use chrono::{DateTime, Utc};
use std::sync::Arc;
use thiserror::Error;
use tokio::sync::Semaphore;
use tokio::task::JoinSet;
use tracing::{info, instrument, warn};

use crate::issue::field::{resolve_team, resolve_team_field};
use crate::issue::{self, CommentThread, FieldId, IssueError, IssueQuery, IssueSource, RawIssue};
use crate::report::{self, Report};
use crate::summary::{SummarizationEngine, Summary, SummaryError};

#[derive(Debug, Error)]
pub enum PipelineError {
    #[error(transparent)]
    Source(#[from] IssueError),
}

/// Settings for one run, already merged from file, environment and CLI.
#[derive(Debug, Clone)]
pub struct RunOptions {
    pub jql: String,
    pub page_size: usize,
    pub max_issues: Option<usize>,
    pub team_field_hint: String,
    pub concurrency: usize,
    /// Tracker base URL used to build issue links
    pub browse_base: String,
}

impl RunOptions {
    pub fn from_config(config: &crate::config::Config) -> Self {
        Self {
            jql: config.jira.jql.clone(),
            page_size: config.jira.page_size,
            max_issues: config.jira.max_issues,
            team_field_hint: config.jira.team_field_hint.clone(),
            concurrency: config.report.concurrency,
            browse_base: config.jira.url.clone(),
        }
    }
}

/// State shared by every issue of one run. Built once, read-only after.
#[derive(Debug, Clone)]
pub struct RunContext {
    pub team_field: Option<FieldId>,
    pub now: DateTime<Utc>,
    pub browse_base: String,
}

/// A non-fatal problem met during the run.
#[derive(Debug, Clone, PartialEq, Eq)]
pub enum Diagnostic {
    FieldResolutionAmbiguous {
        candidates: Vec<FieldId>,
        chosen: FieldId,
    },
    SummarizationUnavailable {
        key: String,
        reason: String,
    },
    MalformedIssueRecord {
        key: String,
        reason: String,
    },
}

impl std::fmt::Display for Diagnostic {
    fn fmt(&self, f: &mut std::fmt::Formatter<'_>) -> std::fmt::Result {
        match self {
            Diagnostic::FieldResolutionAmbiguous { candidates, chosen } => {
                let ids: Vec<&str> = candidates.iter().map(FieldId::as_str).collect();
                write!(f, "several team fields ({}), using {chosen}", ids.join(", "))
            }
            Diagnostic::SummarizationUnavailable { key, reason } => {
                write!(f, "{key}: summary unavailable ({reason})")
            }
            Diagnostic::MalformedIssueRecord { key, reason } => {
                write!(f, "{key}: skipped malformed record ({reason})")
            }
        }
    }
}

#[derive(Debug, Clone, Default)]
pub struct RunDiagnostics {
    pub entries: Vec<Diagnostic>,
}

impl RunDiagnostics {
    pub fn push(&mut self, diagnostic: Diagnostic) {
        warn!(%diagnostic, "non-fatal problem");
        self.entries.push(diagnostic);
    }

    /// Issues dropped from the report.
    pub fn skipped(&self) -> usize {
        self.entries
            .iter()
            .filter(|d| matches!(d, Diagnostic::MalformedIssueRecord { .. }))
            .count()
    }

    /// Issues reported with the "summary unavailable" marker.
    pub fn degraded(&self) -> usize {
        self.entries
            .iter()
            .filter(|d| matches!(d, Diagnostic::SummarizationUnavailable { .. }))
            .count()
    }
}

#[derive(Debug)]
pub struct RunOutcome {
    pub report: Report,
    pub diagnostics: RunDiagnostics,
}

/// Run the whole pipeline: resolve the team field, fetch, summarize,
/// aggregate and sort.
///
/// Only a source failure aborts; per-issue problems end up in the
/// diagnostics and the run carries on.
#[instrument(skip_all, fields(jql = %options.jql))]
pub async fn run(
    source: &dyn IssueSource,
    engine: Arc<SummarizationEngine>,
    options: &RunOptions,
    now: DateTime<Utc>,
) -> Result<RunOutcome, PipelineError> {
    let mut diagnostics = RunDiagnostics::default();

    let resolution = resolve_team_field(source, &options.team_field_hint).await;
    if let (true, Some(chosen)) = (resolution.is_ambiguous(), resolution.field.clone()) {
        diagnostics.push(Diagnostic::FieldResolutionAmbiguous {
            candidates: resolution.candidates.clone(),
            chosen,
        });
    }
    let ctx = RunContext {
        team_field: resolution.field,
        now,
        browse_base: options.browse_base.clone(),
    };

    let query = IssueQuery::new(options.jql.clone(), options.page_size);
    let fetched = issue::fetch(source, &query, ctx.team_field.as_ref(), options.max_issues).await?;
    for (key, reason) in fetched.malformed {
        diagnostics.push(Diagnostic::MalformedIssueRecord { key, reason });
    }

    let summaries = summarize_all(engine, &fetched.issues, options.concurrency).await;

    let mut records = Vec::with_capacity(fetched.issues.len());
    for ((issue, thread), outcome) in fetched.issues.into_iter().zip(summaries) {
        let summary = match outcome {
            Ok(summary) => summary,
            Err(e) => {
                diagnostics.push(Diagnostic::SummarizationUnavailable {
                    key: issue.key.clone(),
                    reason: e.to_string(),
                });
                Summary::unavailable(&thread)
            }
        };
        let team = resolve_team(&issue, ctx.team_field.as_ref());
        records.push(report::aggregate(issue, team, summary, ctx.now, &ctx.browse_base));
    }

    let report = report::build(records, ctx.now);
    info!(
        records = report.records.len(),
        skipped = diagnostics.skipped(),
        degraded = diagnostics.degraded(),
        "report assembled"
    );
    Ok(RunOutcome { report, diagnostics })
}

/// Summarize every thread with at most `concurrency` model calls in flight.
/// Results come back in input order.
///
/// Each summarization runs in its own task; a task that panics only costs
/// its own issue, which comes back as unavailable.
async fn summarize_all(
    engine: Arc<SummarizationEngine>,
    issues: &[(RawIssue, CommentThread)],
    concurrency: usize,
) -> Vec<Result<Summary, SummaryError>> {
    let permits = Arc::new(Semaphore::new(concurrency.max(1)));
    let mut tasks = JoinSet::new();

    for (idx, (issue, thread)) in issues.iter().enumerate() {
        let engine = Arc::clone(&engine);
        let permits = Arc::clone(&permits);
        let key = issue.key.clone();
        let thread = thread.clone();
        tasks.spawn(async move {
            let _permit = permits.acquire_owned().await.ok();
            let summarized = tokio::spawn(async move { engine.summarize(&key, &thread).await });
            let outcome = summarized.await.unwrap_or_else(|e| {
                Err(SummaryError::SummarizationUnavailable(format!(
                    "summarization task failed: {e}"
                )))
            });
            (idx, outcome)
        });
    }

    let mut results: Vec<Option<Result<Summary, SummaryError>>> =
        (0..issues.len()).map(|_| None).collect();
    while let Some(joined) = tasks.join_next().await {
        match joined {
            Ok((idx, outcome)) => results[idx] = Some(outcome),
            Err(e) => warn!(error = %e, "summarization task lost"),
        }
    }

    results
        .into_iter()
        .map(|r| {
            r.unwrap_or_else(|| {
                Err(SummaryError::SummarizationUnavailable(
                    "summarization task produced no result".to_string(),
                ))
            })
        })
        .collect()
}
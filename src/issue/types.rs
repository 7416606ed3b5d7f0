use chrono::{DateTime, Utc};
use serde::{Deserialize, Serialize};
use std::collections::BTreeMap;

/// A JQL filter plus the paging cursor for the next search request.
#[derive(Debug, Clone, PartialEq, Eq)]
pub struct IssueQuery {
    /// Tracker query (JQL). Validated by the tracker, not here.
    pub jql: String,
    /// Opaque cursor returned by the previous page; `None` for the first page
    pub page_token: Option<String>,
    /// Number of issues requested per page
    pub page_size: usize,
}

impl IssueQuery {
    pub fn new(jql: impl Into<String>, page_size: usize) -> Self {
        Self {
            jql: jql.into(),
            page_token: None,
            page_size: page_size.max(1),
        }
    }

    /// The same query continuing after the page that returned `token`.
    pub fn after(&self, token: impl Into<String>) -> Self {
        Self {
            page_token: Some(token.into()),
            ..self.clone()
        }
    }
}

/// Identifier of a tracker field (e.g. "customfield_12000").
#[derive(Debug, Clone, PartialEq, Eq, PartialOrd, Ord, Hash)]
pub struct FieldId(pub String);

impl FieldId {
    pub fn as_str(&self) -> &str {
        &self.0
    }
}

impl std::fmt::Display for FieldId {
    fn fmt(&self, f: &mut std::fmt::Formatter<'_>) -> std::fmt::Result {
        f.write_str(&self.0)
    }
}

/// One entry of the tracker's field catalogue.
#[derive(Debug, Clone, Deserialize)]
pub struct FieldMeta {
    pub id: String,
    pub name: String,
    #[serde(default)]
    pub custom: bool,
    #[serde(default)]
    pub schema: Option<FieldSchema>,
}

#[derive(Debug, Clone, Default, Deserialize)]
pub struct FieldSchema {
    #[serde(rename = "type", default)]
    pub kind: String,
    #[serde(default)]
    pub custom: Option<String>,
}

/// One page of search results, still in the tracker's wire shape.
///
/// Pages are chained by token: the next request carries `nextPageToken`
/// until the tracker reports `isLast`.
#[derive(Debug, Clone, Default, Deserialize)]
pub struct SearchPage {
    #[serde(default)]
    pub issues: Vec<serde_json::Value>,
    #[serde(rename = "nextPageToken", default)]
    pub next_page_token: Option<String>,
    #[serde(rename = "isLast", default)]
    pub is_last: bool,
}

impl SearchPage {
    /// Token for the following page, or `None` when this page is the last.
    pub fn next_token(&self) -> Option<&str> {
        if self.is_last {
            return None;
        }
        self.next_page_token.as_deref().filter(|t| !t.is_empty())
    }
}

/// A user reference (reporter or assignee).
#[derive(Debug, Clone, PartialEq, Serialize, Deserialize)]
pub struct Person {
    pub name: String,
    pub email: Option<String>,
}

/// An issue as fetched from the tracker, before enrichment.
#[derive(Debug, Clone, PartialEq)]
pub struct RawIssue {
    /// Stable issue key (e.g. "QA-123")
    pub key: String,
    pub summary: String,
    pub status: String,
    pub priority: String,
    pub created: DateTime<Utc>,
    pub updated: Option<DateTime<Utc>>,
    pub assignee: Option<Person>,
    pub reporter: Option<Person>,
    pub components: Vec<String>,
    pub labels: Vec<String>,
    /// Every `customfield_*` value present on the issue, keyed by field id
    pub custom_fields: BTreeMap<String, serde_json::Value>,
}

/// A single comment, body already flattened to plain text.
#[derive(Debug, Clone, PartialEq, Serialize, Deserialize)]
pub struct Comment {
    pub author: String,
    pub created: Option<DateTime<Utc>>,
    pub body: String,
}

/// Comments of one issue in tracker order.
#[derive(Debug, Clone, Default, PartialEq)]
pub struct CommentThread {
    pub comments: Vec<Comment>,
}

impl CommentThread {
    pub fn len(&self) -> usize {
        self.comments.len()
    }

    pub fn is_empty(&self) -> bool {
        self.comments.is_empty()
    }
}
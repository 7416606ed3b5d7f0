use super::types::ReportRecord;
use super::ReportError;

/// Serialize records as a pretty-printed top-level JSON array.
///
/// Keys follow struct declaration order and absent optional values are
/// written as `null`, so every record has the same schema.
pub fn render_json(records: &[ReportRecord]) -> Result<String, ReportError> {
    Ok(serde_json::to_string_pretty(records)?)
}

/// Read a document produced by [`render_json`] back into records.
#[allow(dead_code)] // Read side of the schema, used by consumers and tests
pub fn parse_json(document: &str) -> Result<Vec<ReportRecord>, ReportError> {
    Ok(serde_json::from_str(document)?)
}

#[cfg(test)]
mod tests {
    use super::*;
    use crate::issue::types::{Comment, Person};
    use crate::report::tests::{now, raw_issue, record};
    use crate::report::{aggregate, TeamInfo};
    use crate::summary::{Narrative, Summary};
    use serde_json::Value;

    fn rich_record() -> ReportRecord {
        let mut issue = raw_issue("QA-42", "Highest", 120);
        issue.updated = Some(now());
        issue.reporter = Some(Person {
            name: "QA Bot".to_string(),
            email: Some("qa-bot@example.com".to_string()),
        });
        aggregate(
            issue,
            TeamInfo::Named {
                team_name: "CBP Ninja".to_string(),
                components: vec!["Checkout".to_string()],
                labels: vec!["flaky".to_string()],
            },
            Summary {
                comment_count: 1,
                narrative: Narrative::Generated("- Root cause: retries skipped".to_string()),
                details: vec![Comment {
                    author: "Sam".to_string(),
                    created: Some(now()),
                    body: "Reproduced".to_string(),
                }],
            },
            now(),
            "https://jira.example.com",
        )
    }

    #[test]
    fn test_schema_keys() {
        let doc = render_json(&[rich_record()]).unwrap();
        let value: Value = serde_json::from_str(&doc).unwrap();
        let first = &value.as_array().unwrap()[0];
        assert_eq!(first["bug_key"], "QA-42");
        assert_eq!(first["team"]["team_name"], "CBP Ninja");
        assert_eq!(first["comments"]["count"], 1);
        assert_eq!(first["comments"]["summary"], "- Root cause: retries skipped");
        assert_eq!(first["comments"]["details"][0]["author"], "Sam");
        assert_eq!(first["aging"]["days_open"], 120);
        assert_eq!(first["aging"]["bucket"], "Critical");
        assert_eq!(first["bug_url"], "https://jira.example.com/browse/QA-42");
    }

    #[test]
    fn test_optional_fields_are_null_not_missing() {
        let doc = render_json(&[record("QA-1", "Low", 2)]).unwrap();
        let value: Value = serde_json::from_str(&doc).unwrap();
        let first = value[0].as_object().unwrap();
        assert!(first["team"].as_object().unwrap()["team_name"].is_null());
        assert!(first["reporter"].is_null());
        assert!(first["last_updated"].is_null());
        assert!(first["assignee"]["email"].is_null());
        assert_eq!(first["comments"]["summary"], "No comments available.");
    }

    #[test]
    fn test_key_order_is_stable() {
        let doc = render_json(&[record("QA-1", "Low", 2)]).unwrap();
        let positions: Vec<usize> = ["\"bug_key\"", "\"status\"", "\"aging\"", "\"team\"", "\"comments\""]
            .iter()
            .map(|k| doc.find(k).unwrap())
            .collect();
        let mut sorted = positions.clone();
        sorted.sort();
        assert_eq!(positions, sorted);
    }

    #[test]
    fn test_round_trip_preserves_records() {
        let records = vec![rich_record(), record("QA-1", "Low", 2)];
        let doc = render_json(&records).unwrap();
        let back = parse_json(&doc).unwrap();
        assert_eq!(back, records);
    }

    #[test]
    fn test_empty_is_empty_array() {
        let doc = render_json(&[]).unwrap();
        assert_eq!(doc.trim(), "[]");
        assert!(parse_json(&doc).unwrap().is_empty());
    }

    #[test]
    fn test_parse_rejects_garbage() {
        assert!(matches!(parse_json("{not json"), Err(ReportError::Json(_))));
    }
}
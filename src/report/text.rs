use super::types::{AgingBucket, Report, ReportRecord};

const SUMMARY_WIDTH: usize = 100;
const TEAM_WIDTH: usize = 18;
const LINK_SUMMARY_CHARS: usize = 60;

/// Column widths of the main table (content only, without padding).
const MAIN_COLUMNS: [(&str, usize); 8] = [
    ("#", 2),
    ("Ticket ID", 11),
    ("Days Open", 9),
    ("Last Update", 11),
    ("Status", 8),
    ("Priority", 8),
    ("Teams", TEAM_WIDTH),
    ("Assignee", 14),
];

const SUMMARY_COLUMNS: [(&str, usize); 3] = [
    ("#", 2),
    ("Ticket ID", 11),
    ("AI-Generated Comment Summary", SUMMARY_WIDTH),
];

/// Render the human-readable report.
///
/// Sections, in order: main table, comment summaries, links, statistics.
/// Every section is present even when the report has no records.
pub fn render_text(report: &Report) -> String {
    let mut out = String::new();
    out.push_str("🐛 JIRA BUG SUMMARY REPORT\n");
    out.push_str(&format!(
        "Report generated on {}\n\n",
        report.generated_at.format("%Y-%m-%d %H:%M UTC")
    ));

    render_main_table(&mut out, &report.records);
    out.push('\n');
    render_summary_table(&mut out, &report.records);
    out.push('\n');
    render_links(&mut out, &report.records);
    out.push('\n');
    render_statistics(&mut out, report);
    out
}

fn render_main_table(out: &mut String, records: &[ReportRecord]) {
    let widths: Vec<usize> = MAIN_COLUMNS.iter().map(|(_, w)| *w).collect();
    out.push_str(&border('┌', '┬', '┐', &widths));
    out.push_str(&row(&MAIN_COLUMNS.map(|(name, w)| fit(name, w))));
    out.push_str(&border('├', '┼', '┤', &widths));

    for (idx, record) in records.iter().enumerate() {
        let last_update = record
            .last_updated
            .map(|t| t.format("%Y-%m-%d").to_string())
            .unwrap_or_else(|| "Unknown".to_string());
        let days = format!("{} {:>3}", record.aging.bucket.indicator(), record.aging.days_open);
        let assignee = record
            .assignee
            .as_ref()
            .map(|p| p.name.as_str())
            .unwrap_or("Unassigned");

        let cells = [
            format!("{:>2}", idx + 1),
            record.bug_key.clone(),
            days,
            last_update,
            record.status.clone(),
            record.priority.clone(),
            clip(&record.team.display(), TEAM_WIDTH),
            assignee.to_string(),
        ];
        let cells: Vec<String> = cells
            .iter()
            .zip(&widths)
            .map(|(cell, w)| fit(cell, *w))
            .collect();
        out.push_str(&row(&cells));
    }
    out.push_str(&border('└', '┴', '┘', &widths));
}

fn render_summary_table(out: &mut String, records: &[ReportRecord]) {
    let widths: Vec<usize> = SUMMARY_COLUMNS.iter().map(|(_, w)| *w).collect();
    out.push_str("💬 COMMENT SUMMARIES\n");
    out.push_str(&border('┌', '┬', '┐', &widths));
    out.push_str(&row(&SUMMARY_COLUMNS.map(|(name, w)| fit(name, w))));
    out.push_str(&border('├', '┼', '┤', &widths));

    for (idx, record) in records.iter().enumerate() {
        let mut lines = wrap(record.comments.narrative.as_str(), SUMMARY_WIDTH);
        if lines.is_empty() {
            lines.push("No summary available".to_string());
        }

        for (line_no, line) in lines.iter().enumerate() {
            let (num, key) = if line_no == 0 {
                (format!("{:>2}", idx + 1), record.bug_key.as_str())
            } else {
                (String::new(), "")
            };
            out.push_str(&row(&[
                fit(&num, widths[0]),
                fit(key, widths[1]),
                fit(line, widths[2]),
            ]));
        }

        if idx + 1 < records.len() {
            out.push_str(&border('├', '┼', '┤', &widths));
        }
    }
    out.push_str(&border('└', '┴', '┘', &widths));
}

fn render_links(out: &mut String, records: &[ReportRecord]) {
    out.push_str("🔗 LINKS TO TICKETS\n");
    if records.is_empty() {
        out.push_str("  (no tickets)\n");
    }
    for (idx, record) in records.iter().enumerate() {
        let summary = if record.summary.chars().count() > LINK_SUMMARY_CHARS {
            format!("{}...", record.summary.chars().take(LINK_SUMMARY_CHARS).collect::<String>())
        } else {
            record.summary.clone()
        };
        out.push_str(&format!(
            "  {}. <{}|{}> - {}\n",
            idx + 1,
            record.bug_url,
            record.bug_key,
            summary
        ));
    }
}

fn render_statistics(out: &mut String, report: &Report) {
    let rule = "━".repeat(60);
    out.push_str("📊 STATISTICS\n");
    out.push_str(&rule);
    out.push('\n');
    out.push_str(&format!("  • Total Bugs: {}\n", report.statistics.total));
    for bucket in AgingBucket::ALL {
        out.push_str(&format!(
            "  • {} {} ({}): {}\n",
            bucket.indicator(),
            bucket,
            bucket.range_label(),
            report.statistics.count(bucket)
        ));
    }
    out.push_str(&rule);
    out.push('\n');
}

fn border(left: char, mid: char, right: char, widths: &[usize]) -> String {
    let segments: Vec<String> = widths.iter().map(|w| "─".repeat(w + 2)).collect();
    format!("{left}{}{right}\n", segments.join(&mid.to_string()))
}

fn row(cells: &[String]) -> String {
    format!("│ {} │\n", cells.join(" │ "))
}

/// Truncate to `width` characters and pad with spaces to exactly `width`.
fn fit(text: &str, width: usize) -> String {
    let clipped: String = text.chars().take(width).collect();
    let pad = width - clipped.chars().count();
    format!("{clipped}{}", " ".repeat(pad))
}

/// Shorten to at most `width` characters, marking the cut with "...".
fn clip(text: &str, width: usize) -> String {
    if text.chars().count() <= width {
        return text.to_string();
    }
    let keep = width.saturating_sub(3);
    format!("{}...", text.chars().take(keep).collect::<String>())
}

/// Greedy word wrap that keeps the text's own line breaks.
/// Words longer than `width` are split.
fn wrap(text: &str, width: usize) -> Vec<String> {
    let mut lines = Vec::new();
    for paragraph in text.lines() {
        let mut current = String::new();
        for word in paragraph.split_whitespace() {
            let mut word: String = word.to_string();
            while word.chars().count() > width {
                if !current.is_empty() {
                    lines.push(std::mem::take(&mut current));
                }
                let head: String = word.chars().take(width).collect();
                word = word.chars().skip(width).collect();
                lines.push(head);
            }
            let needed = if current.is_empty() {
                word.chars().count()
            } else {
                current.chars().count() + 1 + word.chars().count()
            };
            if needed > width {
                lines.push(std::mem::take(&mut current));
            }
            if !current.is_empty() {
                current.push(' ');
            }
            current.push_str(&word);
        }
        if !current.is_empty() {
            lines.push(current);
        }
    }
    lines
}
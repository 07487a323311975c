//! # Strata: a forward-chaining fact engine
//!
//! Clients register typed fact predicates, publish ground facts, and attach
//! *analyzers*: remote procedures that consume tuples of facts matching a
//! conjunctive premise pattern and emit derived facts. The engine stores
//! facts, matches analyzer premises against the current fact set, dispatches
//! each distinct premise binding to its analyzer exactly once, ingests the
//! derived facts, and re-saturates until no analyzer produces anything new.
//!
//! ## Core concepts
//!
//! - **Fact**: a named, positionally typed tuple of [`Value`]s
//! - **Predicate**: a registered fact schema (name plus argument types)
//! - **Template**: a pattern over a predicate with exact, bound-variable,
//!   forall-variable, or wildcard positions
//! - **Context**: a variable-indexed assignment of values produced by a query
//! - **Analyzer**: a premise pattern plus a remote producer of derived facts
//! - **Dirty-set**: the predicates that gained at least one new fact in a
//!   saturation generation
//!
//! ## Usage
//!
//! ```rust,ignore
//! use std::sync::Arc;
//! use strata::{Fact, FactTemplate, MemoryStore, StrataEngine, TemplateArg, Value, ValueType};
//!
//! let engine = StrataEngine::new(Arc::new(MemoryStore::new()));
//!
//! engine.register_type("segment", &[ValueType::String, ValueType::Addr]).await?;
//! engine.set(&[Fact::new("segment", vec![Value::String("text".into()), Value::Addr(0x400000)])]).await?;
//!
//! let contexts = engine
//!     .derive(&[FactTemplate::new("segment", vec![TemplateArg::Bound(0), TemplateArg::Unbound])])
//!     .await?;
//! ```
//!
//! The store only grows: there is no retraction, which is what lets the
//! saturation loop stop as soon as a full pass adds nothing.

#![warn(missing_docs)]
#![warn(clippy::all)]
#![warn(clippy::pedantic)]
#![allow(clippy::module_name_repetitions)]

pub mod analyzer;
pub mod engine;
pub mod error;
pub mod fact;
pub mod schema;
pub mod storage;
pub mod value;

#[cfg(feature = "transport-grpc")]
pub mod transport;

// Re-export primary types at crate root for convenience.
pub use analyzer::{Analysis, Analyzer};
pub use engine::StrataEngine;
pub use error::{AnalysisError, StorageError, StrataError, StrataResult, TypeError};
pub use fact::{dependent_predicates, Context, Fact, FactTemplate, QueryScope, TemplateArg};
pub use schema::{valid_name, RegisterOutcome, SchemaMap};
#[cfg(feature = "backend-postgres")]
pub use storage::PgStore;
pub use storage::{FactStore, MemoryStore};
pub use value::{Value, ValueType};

**ACTIVITY:** Return each line above where the word "IssueError" shows up.

**ANSWER AREA:**
use crate::issue::{self, CommentThread, FieldId, IssueError, IssueQuery, IssueSource, RawIssue};
    Source(#[from] IssueError),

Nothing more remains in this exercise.